* [Supplied entries]:

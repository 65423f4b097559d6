mod common;

use common::TestApp;
use serde_json::{json, Value};

async fn set_status(app: &TestApp, invoice_id: &str, status: &str) {
    let response = app
        .put(
            &format!("/api/invoices/{}/status", invoice_id),
            &json!({ "status": status }),
        )
        .await;
    assert!(response.status().is_success());
}

fn items(amount: f64) -> Value {
    json!([{ "description": "Work", "quantity": 1, "unit_price": amount }])
}

#[tokio::test]
async fn revenue_excludes_draft_and_cancelled() {
    let app = TestApp::spawn().await;
    let customer_id = app.seed_customer("Acme Corp", "billing@acme.test").await;

    let paid = app.seed_invoice(&customer_id, items(1000.0)).await;
    let sent = app.seed_invoice(&customer_id, items(200.0)).await;
    let overdue = app.seed_invoice(&customer_id, items(30.0)).await;
    let cancelled = app.seed_invoice(&customer_id, items(9999.0)).await;
    let _draft = app.seed_invoice(&customer_id, items(8888.0)).await;

    set_status(&app, &paid, "paid").await;
    set_status(&app, &sent, "sent").await;
    set_status(&app, &overdue, "overdue").await;
    set_status(&app, &cancelled, "cancelled").await;

    let stats: Value = app.get("/api/dashboard/stats").await.json().await.unwrap();
    assert_eq!(stats["total_customers"], 1);
    assert_eq!(stats["total_invoices"], 5);
    assert_eq!(stats["paid_amount"], 1000.0);
    assert_eq!(stats["pending_amount"], 200.0);
    assert_eq!(stats["overdue_amount"], 30.0);
    assert_eq!(stats["total_revenue"], 1230.0);
    assert_eq!(stats["draft_invoices"], 1);
    assert_eq!(stats["sent_invoices"], 1);
    assert_eq!(stats["paid_invoices"], 1);
    assert_eq!(stats["overdue_invoices"], 1);
}

#[tokio::test]
async fn empty_store_yields_zero_stats() {
    let app = TestApp::spawn().await;

    let stats: Value = app.get("/api/dashboard/stats").await.json().await.unwrap();
    assert_eq!(stats["total_customers"], 0);
    assert_eq!(stats["total_invoices"], 0);
    assert_eq!(stats["total_revenue"], 0.0);
}

#[tokio::test]
async fn recent_invoices_are_capped_at_ten_newest() {
    let app = TestApp::spawn().await;
    let customer_id = app.seed_customer("Acme Corp", "billing@acme.test").await;

    for _ in 0..12 {
        app.seed_invoice(&customer_id, items(10.0)).await;
    }

    let body: Value = app
        .get("/api/dashboard/recent-invoices")
        .await
        .json()
        .await
        .unwrap();
    let recent = body.as_array().unwrap();
    assert_eq!(recent.len(), 10);
    assert_eq!(recent[0]["customer_name"], "Acme Corp");
}

#[tokio::test]
async fn recent_invoices_tolerate_deleted_customers() {
    let app = TestApp::spawn().await;
    let customer_id = app.seed_customer("Acme Corp", "billing@acme.test").await;
    app.seed_invoice(&customer_id, items(10.0)).await;
    app.delete(&format!("/api/customers/{}", customer_id)).await;

    let body: Value = app
        .get("/api/dashboard/recent-invoices")
        .await
        .json()
        .await
        .unwrap();
    assert_eq!(body[0]["customer_name"], "Unknown Customer");
}
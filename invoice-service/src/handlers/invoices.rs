use crate::dtos::{InvoicePayload, InvoiceResponse, StatusPayload};
use crate::models::{CompanySettings, Invoice};
use crate::pdf;
use crate::services::totals;
use crate::startup::AppState;
use axum::{
    extract::{Path, State},
    http::{header, StatusCode},
    response::IntoResponse,
    Json,
};
use chrono::Utc;
use serde_json::json;
use service_core::error::AppError;
use validator::Validate;

pub async fn create_invoice(
    State(state): State<AppState>,
    Json(payload): Json<InvoicePayload>,
) -> Result<impl IntoResponse, AppError> {
    payload.validate()?;

    let invoice_number = payload
        .invoice_number
        .clone()
        .unwrap_or_else(|| Invoice::generate_number(Utc::now()));

    let mut invoice = payload.into_invoice(invoice_number);
    totals::recalculate(&mut invoice);

    state.store.insert_invoice(&invoice).await?;

    tracing::info!(
        invoice_id = %invoice.invoice_id,
        invoice_number = %invoice.invoice_number,
        "Invoice created"
    );

    Ok((
        StatusCode::CREATED,
        Json(json!({
            "message": "Invoice created successfully",
            "invoice_id": invoice.invoice_id,
            "invoice_number": invoice.invoice_number,
        })),
    ))
}

pub async fn list_invoices(State(state): State<AppState>) -> Result<impl IntoResponse, AppError> {
    let invoices = state.store.list_invoices().await?;

    let mut responses = Vec::with_capacity(invoices.len());
    for invoice in invoices {
        let customer_name = state
            .store
            .fetch_customer(&invoice.customer_id)
            .await?
            .map(|c| c.name)
            .or_else(|| Some("Unknown Customer".to_string()));
        responses.push(InvoiceResponse::from_invoice(invoice, customer_name));
    }

    Ok(Json(responses))
}

pub async fn get_invoice(
    State(state): State<AppState>,
    Path(invoice_id): Path<String>,
) -> Result<impl IntoResponse, AppError> {
    let invoice = state
        .store
        .fetch_invoice(&invoice_id)
        .await?
        .ok_or_else(|| AppError::NotFound(anyhow::anyhow!("Invoice not found")))?;

    let customer_name = state
        .store
        .fetch_customer(&invoice.customer_id)
        .await?
        .map(|c| c.name);

    Ok(Json(InvoiceResponse::from_invoice(invoice, customer_name)))
}

pub async fn update_invoice(
    State(state): State<AppState>,
    Path(invoice_id): Path<String>,
    Json(payload): Json<InvoicePayload>,
) -> Result<impl IntoResponse, AppError> {
    payload.validate()?;

    let existing = state
        .store
        .fetch_invoice(&invoice_id)
        .await?
        .ok_or_else(|| AppError::NotFound(anyhow::anyhow!("Invoice not found")))?;

    let mut invoice = payload.apply_to(&existing);
    totals::recalculate(&mut invoice);

    state.store.replace_invoice(&invoice_id, &invoice).await?;

    Ok(Json(json!({ "message": "Invoice updated successfully" })))
}

pub async fn delete_invoice(
    State(state): State<AppState>,
    Path(invoice_id): Path<String>,
) -> Result<impl IntoResponse, AppError> {
    let deleted = state.store.delete_invoice(&invoice_id).await?;
    if deleted == 0 {
        return Err(AppError::NotFound(anyhow::anyhow!("Invoice not found")));
    }

    tracing::info!(invoice_id = %invoice_id, "Invoice deleted");

    Ok(Json(json!({ "message": "Invoice deleted successfully" })))
}

/// Any status may be set directly; there is no transition guard.
pub async fn update_invoice_status(
    State(state): State<AppState>,
    Path(invoice_id): Path<String>,
    Json(payload): Json<StatusPayload>,
) -> Result<impl IntoResponse, AppError> {
    let matched = state
        .store
        .update_invoice_status(&invoice_id, payload.status)
        .await?;
    if matched == 0 {
        return Err(AppError::NotFound(anyhow::anyhow!("Invoice not found")));
    }

    Ok(Json(json!({ "message": "Invoice status updated successfully" })))
}

pub async fn download_invoice_pdf(
    State(state): State<AppState>,
    Path(invoice_id): Path<String>,
) -> Result<impl IntoResponse, AppError> {
    let invoice = state
        .store
        .fetch_invoice(&invoice_id)
        .await?
        .ok_or_else(|| AppError::NotFound(anyhow::anyhow!("Invoice not found")))?;

    // A dangling customer reference is tolerated in list views but a
    // document cannot be issued without a billable party.
    let customer = state
        .store
        .fetch_customer(&invoice.customer_id)
        .await?
        .ok_or_else(|| AppError::NotFound(anyhow::anyhow!("Customer not found")))?;

    let settings = state.store.fetch_settings().await?.unwrap_or_else(|| {
        CompanySettings {
            company_name: "Your Company".to_string(),
            ..Default::default()
        }
    });

    let blocks = pdf::compose_invoice(&invoice, &customer, &settings);
    let bytes = pdf::render_pdf(&blocks)?;

    tracing::info!(
        invoice_id = %invoice_id,
        invoice_number = %invoice.invoice_number,
        size = bytes.len(),
        "Invoice PDF generated"
    );

    Ok((
        StatusCode::OK,
        [
            (header::CONTENT_TYPE, "application/pdf".to_string()),
            (
                header::CONTENT_DISPOSITION,
                format!("attachment; filename=invoice_{}.pdf", invoice.invoice_number),
            ),
        ],
        bytes,
    ))
}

* [Directions]: Output exactly the lines of the data that run from the one containing "settings = state.store.fetch_settings().await?.unwrap_or_else(||" to the very last line, and no others.

* [Response]:
    let settings = state.store.fetch_settings().await?.unwrap_or_else(|| {
        CompanySettings {
            company_name: "Your Company".to_string(),
            ..Default::default()
        }
    });

    let blocks = pdf::compose_invoice(&invoice, &customer, &settings);
    let bytes = pdf::render_pdf(&blocks)?;

    tracing::info!(
        invoice_id = %invoice_id,
        invoice_number = %invoice.invoice_number,
        size = bytes.len(),
        "Invoice PDF generated"
    );

    Ok((
        StatusCode::OK,
        [
            (header::CONTENT_TYPE, "application/pdf".to_string()),
            (
                header::CONTENT_DISPOSITION,
                format!("attachment; filename=invoice_{}.pdf", invoice.invoice_number),
            ),
        ],
        bytes,
    ))
}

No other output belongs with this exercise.